My Take: Looking At The Bright Side Of New Energy Regulations

EP Editorial Staff | July 1, 2009

jane_alexanderAs July is heating up, so is the national debate on energy and how we’re going to be using and paying for it in the future. I’ve asked myself why I feel compelled to wander into this minefield and risk being accused of politicizing our magazine. That’s not my intent; I’m just making observations—and continuing to gently pester you about one of the most critical issues of our times.

Again, no matter what side of the debate you come down on, the one thing you can count on is that our lives will be changing dramatically. Some type of energy bill will be coming out of Washington. It won’t be perfect—no legislation ever is. While just about everyone recognizes the need for an effective energy policy, few can agree on what constitutes “effective.” Nobody will be completely happy with the final bill.

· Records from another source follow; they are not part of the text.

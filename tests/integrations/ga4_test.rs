//! Request-builder and reshaping tests for the web-analytics integration.

use serde_json::{json, Map, Value};

use oraculo::dispatch::schema::ResolvedQuery;
use oraculo::integrations::ga4::{build_pivot_body, build_report_body, reshape_tabular};
use oraculo::integrations::RawResult;

fn query(intent: &str, params: Value) -> ResolvedQuery {
    let params: Map<String, Value> = params
        .as_object()
        .expect("params must be an object")
        .clone();
    ResolvedQuery {
        intent: intent.to_owned(),
        params,
    }
}

#[test]
fn report_body_splits_dimension_and_metric_lists() {
    let q = query(
        "ga4",
        json!({
            "dimensao": "country, deviceCategory",
            "metrica": "sessions",
            "periodo": "28daysAgo",
            "filtro_campo": "",
            "filtro_valor": "",
            "filtro_condicao": "EXACT",
        }),
    );
    let body = build_report_body(&q);

    assert_eq!(
        body["dimensions"],
        json!([{ "name": "country" }, { "name": "deviceCategory" }])
    );
    assert_eq!(body["metrics"], json!([{ "name": "sessions" }]));
    assert_eq!(body["dateRanges"][0]["startDate"], "28daysAgo");
    assert_eq!(body["dateRanges"][0]["endDate"], "today");
    assert!(body.get("dimensionFilter").is_none());
}

#[test]
fn report_body_builds_filter_only_with_field_and_value() {
    let q = query(
        "ga4",
        json!({
            "dimensao": "pagePath",
            "metrica": "sessions",
            "periodo": "7daysAgo",
            "filtro_campo": "pagePath",
            "filtro_valor": "mba",
            "filtro_condicao": "CONTAINS",
        }),
    );
    let body = build_report_body(&q);

    let filter = &body["dimensionFilter"]["filter"];
    assert_eq!(filter["fieldName"], "pagePath");
    assert_eq!(filter["stringFilter"]["value"], "mba");
    assert_eq!(filter["stringFilter"]["matchType"], "CONTAINS");
}

#[test]
fn report_body_maps_regex_operator_to_wire_spelling() {
    let q = query(
        "ga4",
        json!({
            "dimensao": "pagePath",
            "metrica": "sessions",
            "periodo": "7daysAgo",
            "filtro_campo": "pagePath",
            "filtro_valor": "^/cursos/.*",
            "filtro_condicao": "FULL_REGEX",
        }),
    );
    let body = build_report_body(&q);
    assert_eq!(
        body["dimensionFilter"]["filter"]["stringFilter"]["matchType"],
        "FULL_REGEXP"
    );
}

#[test]
fn pivot_body_combines_dimensions_and_orders_second_pivot() {
    let q = query(
        "ga4_pivot",
        json!({
            "dimensao": "country",
            "dimensao_pivot": "deviceCategory",
            "metrica": "sessions, activeUsers",
            "periodo": "7daysAgo",
            "filtro_campo": "",
            "filtro_valor": "",
            "filtro_condicao": "EXACT",
            "limite_linhas": 30,
        }),
    );
    let body = build_pivot_body(&q, 100);

    assert_eq!(
        body["dimensions"],
        json!([{ "name": "country" }, { "name": "deviceCategory" }])
    );
    assert_eq!(body["pivots"][0]["fieldNames"], json!(["country"]));
    assert_eq!(body["pivots"][0]["limit"], 30);
    assert_eq!(
        body["pivots"][1]["orderBys"][0]["metric"]["metricName"],
        "sessions"
    );
    assert_eq!(body["pivots"][1]["orderBys"][0]["desc"], true);
}

#[test]
fn pivot_limit_is_clamped_to_the_configured_cap() {
    let q = query(
        "ga4_pivot",
        json!({
            "dimensao": "country",
            "dimensao_pivot": "deviceCategory",
            "metrica": "sessions",
            "periodo": "7daysAgo",
            "filtro_campo": "",
            "filtro_valor": "",
            "filtro_condicao": "EXACT",
            "limite_linhas": 500,
        }),
    );
    let body = build_pivot_body(&q, 100);
    assert_eq!(body["pivots"][0]["limit"], 100);
    assert_eq!(body["pivots"][1]["limit"], 100);
}

#[test]
fn reshape_builds_headers_then_rows() {
    let response = json!({
        "dimensionHeaders": [{ "name": "country" }],
        "metricHeaders": [{ "name": "sessions" }],
        "rows": [
            { "dimensionValues": [{ "value": "Brazil" }], "metricValues": [{ "value": "120" }] },
            { "dimensionValues": [{ "value": "Portugal" }], "metricValues": [{ "value": "34" }] }
        ]
    });

    match reshape_tabular(&response, 100) {
        RawResult::Rows { headers, rows } => {
            assert_eq!(headers, vec!["country".to_owned(), "sessions".to_owned()]);
            assert_eq!(rows.len(), 2);
            assert_eq!(rows[0], vec!["Brazil".to_owned(), "120".to_owned()]);
        }
        other => panic!("expected rows, got {other:?}"),
    }
}

#[test]
fn reshape_caps_rows_at_max() {
    let row = json!({
        "dimensionValues": [{ "value": "x" }],
        "metricValues": [{ "value": "1" }]
    });
    let response = json!({
        "dimensionHeaders": [{ "name": "d" }],
        "metricHeaders": [{ "name": "m" }],
        "rows": [row.clone(), row.clone(), row]
    });

    match reshape_tabular(&response, 2) {
        RawResult::Rows { rows, .. } => assert_eq!(rows.len(), 2),
        other => panic!("expected rows, got {other:?}"),
    }
}

#[test]
fn reshape_without_rows_is_empty_not_error() {
    let response = json!({
        "dimensionHeaders": [{ "name": "country" }],
        "metricHeaders": [{ "name": "sessions" }]
    });
    assert_eq!(reshape_tabular(&response, 100), RawResult::Empty);
}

New regs will sting everybody to some degree. Get used to the idea. We all will be paying more for energy than we have in the past. And, yes, it definitely could cost more to do business in the future—that is if an operation insists on doing business as it always has.

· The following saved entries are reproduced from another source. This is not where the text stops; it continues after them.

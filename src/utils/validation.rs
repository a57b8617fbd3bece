//! Configuration validation utilities.
//!
//! This module provides the field-level checks used when turning raw
//! `net_params` into validated geometry, plus consistency checks for
//! vehicle types and initial placement.

use std::collections::BTreeMap;

use crate::config::{PositionSpec, ValidationError, VehicleTypeConfig};
use crate::topology::NetParam;

/// A single problem with one `net_params` field
#[derive(Debug, Clone, PartialEq, thiserror::Error)]
pub enum ParamError {
    #[error("{0} not supplied")]
    Missing(NetParam),
    #[error("{param} must be a finite number, got {value}")]
    NotFinite { param: NetParam, value: f64 },
    #[error("{param} must be positive, got {value}")]
    NotPositive { param: NetParam, value: f64 },
    #[error("{param} = {value} makes the circuit length overflow")]
    Overflow { param: NetParam, value: f64 },
}

impl ParamError {
    /// The field this problem concerns
    pub fn param(&self) -> NetParam {
        match self {
            ParamError::Missing(param)
            | ParamError::NotFinite { param, .. }
            | ParamError::NotPositive { param, .. }
            | ParamError::Overflow { param, .. } => *param,
        }
    }
}

/// Check that a real-valued field is present, finite and strictly positive,
/// returning its value
///
/// # Examples
/// ```
/// use circuitnet::topology::NetParam;
/// use circuitnet::utils::validation::check_positive_real;
///
/// assert!(check_positive_real(NetParam::RadiusRing, Some(20.0)).is_ok());
/// assert!(check_positive_real(NetParam::RadiusRing, Some(0.0)).is_err());
/// assert!(check_positive_real(NetParam::RadiusRing, None).is_err());
/// ```
pub fn check_positive_real(param: NetParam, value: Option<f64>) -> Result<f64, ParamError> {
    let value = value.ok_or(ParamError::Missing(param))?;
    if !value.is_finite() {
        return Err(ParamError::NotFinite { param, value });
    }
    if value <= 0.0 {
        return Err(ParamError::NotPositive { param, value });
    }
    Ok(value)
}

/// Check that an integer field is present and at least 1, returning its value
pub fn check_count(param: NetParam, value: Option<u32>) -> Result<u32, ParamError> {
    match value {
        None => Err(ParamError::Missing(param)),
        Some(0) => Err(ParamError::NotPositive { param, value: 0.0 }),
        Some(count) => Ok(count),
    }
}

/// Validate vehicle type definitions
///
/// Checks for:
/// - Non-empty type names (they prefix vehicle ids)
/// - Non-empty controller and lane changer model names
/// - Finite extra parameter
///
/// A type with a zero count is allowed but logged, since it adds no vehicles.
pub fn validate_vehicle_types(
    types: &BTreeMap<String, VehicleTypeConfig>,
) -> Result<(), ValidationError> {
    for (name, vehicle_type) in types {
        let invalid = |reason: &str| ValidationError::InvalidVehicleType {
            name: name.clone(),
            reason: reason.to_string(),
        };

        if name.trim().is_empty() {
            return Err(invalid("type name cannot be empty"));
        }
        if vehicle_type.controller.model.trim().is_empty() {
            return Err(invalid("controller model cannot be empty"));
        }
        if vehicle_type.lane_changer.model.trim().is_empty() {
            return Err(invalid("lane changer model cannot be empty"));
        }
        if !vehicle_type.extra.is_finite() {
            return Err(invalid("extra parameter must be finite"));
        }
        if vehicle_type.count == 0 {
            log::warn!("Vehicle type '{}' has count 0 and adds no vehicles", name);
        }
    }
    Ok(())
}

/// Validate explicit initial positions against the circuit's edges
///
/// `edge_lengths` maps every edge id of the circuit to its length. Each
/// position must name a known edge, lie before that edge's end, use a lane
/// the circuit has, and not coincide with another vehicle.
pub fn validate_explicit_positions(
    positions: &[PositionSpec],
    vehicle_count: usize,
    edge_lengths: &BTreeMap<String, f64>,
    lanes: u32,
) -> Result<(), ValidationError> {
    if positions.len() != vehicle_count {
        return Err(ValidationError::InvalidInitialConfig(format!(
            "{} explicit positions given for {} vehicles",
            positions.len(),
            vehicle_count
        )));
    }

    for (i, spec) in positions.iter().enumerate() {
        let Some(&length) = edge_lengths.get(&spec.edge) else {
            return Err(ValidationError::InvalidInitialConfig(format!(
                "unknown edge '{}' in explicit positions",
                spec.edge
            )));
        };
        if spec.position >= length {
            return Err(ValidationError::InvalidInitialConfig(format!(
                "position {} is past the end of edge '{}' (length {:.2})",
                spec.position, spec.edge, length
            )));
        }
        if spec.lane >= lanes {
            return Err(ValidationError::InvalidInitialConfig(format!(
                "lane {} on edge '{}' out of range (circuit has {} lanes)",
                spec.lane, spec.edge, lanes
            )));
        }
        let taken = positions[..i]
            .iter()
            .any(|p| p.edge == spec.edge && p.lane == spec.lane && p.position == spec.position);
        if taken {
            return Err(ValidationError::InvalidInitialConfig(format!(
                "two vehicles start at position {} of edge '{}', lane {}",
                spec.position, spec.edge, spec.lane
            )));
        }
    }
    Ok(())
}

/// Validate that bunching leaves room for the vehicles on the circuit
pub fn validate_bunching(bunching: f64, total_length: f64) -> Result<(), ValidationError> {
    if bunching >= total_length {
        return Err(ValidationError::InvalidInitialConfig(format!(
            "bunching {:.2} leaves no room on a circuit of length {:.2}",
            bunching, total_length
        )));
    }
    Ok(())
}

There is a bright side, though. That’s one of the messages the Maintenance Technology team heard at the recent Energy Summit 09 in Grand Rapids, MI. No area of the U.S. grasps the concept that “business as usual won’t fly” better than Michigan. Interestingly, while industry up there has taken some real hits, its willingness to innovate, coupled with the spirit of its workforce is keeping it standing! We saw it for ourselves.

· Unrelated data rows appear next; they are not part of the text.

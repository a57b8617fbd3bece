//! Geometry type definitions.
//!
//! This file contains the types shared by every circuit variant: the
//! validated parameter set, the derived segment lengths, edge-start
//! entries, and the `Topology` contract the variants implement.

use serde::{Deserialize, Serialize};
use std::f64::consts::PI;
use std::fmt;

use crate::topology::figure8::FigureEight;
use crate::topology::ring::Ring;

/// Fixed part of the junction length fit, in meters.
///
/// Empirical: fitted against junctions built by the network generator
/// for one to four lanes.
pub const JUNCTION_BASE_LEN: f64 = 2.9;

/// Per-lane part of the junction length fit, in meters.
///
/// Empirical, same fit as [`JUNCTION_BASE_LEN`].
pub const JUNCTION_LEN_PER_LANE: f64 = 3.3;

/// Tolerance gap inserted between adjacent segments, in meters.
pub const INNER_SPACE_LEN: f64 = 0.28;

/// Names of the geometric fields a variant may require in `net_params`.
#[derive(Debug, Clone, Copy, PartialEq, Eq, Hash, PartialOrd, Ord)]
pub enum NetParam {
    RadiusRing,
    Length,
    Lanes,
    SpeedLimit,
    Resolution,
}

impl NetParam {
    /// Key of this field in the `net_params` mapping
    pub fn as_str(&self) -> &'static str {
        match self {
            NetParam::RadiusRing => "radius_ring",
            NetParam::Length => "length",
            NetParam::Lanes => "lanes",
            NetParam::SpeedLimit => "speed_limit",
            NetParam::Resolution => "resolution",
        }
    }
}

impl fmt::Display for NetParam {
    fn fmt(&self, f: &mut fmt::Formatter<'_>) -> fmt::Result {
        f.write_str(self.as_str())
    }
}

/// Validated geometric parameters of a circuit.
///
/// Produced by [`crate::config::NetParams::validate`]; every field is
/// known to be present and positive.
#[derive(Debug, Clone, PartialEq, Serialize)]
pub struct TopologyParams {
    /// Radius of each ring lobe, in meters
    pub radius_ring: f64,
    /// Number of lanes on every edge
    pub lanes: u32,
    /// Speed limit on every edge, in m/s
    pub speed_limit: f64,
    /// Number of points used to discretize each curved edge
    pub resolution: u32,
    /// Output location for the network description, not interpreted here
    pub net_path: Option<String>,
}

/// Segment lengths derived from a [`TopologyParams`].
///
/// Segment kinds a variant does not contain are zero for that variant.
#[derive(Debug, Clone, Copy, PartialEq, Serialize)]
pub struct DerivedLengths {
    /// Arc length of one quarter-circle ring segment
    pub ring_edgelen: f64,
    /// Length of the straight crossing between two lobes
    pub intersection_len: f64,
    /// Length of one multi-lane junction
    pub junction_len: f64,
    /// Gap inserted between adjacent segments
    pub inner_space_len: f64,
    /// Length of one full traversal of the circuit
    pub total_length: f64,
}

impl DerivedLengths {
    /// Quarter-circle arc length for a ring of the given radius.
    pub fn quarter_arc(radius_ring: f64) -> f64 {
        radius_ring * PI / 2.0
    }

    /// Empirical junction length for the given lane count.
    pub fn junction_for_lanes(lanes: u32) -> f64 {
        JUNCTION_BASE_LEN + JUNCTION_LEN_PER_LANE * f64::from(lanes)
    }

    /// Evaluate a weighted sum of segment lengths in closed form.
    pub fn span(&self, mix: SegmentMix) -> f64 {
        mix.ring_arcs * self.ring_edgelen
            + mix.intersections * self.intersection_len
            + mix.junctions * self.junction_len
            + mix.gaps * self.inner_space_len
    }
}

/// How many of each segment kind lie between the circuit origin and a point.
///
/// Offsets are expressed this way so each one is computed independently
/// from the base lengths instead of by a running sum.
#[derive(Debug, Clone, Copy, PartialEq)]
pub struct SegmentMix {
    pub ring_arcs: f64,
    pub intersections: f64,
    pub junctions: f64,
    pub gaps: f64,
}

impl SegmentMix {
    pub const fn new(ring_arcs: f64, intersections: f64, junctions: f64, gaps: f64) -> Self {
        Self {
            ring_arcs,
            intersections,
            junctions,
            gaps,
        }
    }

    /// The same point without its trailing spacing gap.
    pub fn without_gap(self) -> Self {
        Self {
            gaps: self.gaps - 1.0,
            ..self
        }
    }
}

/// Start offset of a named edge, measured along the circuit from its origin.
#[derive(Debug, Clone, PartialEq, Serialize, Deserialize)]
pub struct EdgeStart {
    pub edge: String,
    pub offset: f64,
}

impl EdgeStart {
    pub fn new(edge: impl Into<String>, offset: f64) -> Self {
        Self {
            edge: edge.into(),
            offset,
        }
    }

    /// Internal (junction) edges carry a leading `:` in their identifier
    pub fn is_internal(&self) -> bool {
        self.edge.starts_with(':')
    }
}

/// Capability set every circuit variant provides.
pub trait Topology {
    /// Fields that must be present in `net_params` for this variant
    fn required_parameters(&self) -> &'static [NetParam];

    /// Segment lengths and total circuit length. Pure.
    fn derive_lengths(&self, params: &TopologyParams) -> DerivedLengths;

    /// Through-edges in traversal order.
    fn edge_starts(&self, params: &TopologyParams, lengths: &DerivedLengths) -> Vec<EdgeStart>;

    /// Internal (turn) edges; empty when the variant has no junction geometry.
    fn internal_edge_starts(
        &self,
        params: &TopologyParams,
        lengths: &DerivedLengths,
    ) -> Vec<EdgeStart>;

    /// Intersection connectors; empty when the variant never crosses itself.
    fn intersection_edge_starts(
        &self,
        params: &TopologyParams,
        lengths: &DerivedLengths,
    ) -> Vec<EdgeStart>;
}

/// Circuit variants selectable from configuration.
#[derive(Debug, Serialize, Deserialize, Clone, Copy, PartialEq, Eq)]
#[serde(rename_all = "snake_case")]
pub enum TopologyKind {
    /// Single ring of four quarter-circle edges
    #[serde(alias = "ring")]
    Loop,
    /// Two ring lobes joined at one crossing intersection
    #[serde(alias = "figure8")]
    FigureEight,
}

impl TopologyKind {
    fn variant(&self) -> &'static dyn Topology {
        match self {
            TopologyKind::Loop => &Ring,
            TopologyKind::FigureEight => &FigureEight,
        }
    }

    /// Human-readable name used in logs and artifacts
    pub fn name(&self) -> &'static str {
        match self {
            TopologyKind::Loop => "loop",
            TopologyKind::FigureEight => "figure_eight",
        }
    }
}

impl Topology for TopologyKind {
    fn required_parameters(&self) -> &'static [NetParam] {
        self.variant().required_parameters()
    }

    fn derive_lengths(&self, params: &TopologyParams) -> DerivedLengths {
        self.variant().derive_lengths(params)
    }

    fn edge_starts(&self, params: &TopologyParams, lengths: &DerivedLengths) -> Vec<EdgeStart> {
        self.variant().edge_starts(params, lengths)
    }

    fn internal_edge_starts(
        &self,
        params: &TopologyParams,
        lengths: &DerivedLengths,
    ) -> Vec<EdgeStart> {
        self.variant().internal_edge_starts(params, lengths)
    }

    fn intersection_edge_starts(
        &self,
        params: &TopologyParams,
        lengths: &DerivedLengths,
    ) -> Vec<EdgeStart> {
        self.variant().intersection_edge_starts(params, lengths)
    }
}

Almost 300 attendees from a range of operations crowded into the Summit (at about $150 per ticket) to learn why energy efficiency is so crucial to their state’s economic recovery—and how their organizations can begin to grow and even profit despite tougher energy legislation. They also wanted to understand the various incentives offered by utilities, governmental entities and others to help them deal with current and proposed regulations, and to view and compare state-of-the-art solutions for reducing their operations’ energy consumption. They discovered much more.

Some of the best “good news” came from energy expert Peter Garforth. He said that as new legislation kicks in, everyone—including your customers and/or end-using consumers everywhere—will require more and more energy-efficient “stuff” in their lives. Savvy companies will be rolling out more of the types of products and services this growing market has already begun demanding. (For example, companies that once made fiberglass boats are now among the largest manufacturers of wind turbine components in the world. At the consumer level, who among us isn’t already using energy-saving light bulbs, opting for Energy-Star appliances and hoping to buy a new American-made, fuel-efficient vehicle in the very near future?) Furthermore, as Neal Elliott of the American Council for an Energy-Efficient Economy explained in his keynote, if we begin looking on energy efficiency as a valuable resource, among other things, we can help stablize energy markets and actually drive down energy prices.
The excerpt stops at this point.